→ **WHAT NEEDS TO BE DONE**
Your answer should consist of the lines in the following data that contain "println".

→ **Saved data entries**
_ _ _ _ _ _ _

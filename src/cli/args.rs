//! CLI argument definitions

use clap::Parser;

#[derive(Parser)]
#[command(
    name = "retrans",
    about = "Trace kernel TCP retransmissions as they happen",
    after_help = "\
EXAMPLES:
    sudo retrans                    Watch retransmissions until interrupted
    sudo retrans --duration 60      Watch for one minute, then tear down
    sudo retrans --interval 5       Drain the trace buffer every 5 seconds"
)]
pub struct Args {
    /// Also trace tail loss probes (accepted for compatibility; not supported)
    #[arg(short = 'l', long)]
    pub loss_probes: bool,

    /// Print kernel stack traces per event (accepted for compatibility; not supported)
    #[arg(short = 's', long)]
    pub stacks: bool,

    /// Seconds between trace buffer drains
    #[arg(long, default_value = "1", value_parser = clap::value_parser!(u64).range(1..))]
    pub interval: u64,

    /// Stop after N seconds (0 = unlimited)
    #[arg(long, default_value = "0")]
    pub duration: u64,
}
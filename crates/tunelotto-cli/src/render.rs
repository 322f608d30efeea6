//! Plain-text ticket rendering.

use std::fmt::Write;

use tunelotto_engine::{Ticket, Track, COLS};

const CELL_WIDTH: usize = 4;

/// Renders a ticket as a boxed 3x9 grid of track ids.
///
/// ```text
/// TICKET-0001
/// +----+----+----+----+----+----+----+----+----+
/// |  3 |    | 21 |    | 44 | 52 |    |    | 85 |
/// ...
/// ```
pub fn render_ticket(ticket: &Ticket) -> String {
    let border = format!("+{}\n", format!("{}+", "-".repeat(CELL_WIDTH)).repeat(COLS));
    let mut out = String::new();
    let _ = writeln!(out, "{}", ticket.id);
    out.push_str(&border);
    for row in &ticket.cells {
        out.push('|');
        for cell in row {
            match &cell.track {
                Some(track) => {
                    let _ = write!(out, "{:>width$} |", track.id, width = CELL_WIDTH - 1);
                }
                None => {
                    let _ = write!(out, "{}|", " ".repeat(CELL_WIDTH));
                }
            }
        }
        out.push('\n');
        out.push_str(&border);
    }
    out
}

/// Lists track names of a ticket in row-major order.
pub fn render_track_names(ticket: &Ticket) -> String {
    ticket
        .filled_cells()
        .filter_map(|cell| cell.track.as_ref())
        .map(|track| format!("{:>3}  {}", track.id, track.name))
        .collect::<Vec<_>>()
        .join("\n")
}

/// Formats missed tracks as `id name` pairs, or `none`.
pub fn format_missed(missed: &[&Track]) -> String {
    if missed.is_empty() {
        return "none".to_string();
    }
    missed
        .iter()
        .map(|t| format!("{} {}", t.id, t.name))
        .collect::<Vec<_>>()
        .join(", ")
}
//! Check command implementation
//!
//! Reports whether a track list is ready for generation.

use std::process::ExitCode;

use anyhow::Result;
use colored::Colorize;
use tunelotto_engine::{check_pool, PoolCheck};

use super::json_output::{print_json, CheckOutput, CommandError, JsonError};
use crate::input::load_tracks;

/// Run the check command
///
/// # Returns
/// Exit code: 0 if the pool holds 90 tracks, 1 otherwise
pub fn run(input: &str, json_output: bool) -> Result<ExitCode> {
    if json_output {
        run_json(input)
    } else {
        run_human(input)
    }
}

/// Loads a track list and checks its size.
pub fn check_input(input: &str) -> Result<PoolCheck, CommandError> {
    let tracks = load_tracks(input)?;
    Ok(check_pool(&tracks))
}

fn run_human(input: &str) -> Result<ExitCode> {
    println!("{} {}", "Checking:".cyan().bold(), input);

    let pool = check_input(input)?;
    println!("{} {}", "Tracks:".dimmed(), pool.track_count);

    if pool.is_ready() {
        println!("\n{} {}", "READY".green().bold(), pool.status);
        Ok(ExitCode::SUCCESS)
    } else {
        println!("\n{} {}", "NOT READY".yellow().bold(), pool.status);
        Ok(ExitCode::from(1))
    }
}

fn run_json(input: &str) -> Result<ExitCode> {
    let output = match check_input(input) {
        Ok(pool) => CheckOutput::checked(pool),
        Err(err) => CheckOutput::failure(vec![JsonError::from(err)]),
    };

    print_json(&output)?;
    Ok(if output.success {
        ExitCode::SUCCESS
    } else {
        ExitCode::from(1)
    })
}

_ _ _ _ _ _ _

→ **SOLUTION TO THE EXERCISE**
    println!("{} {}", "Checking:".cyan().bold(), input);
    println!("{} {}", "Tracks:".dimmed(), pool.track_count);
        println!("\n{} {}", "READY".green().bold(), pool.status);
        println!("\n{} {}", "NOT READY".yellow().bold(), pool.status);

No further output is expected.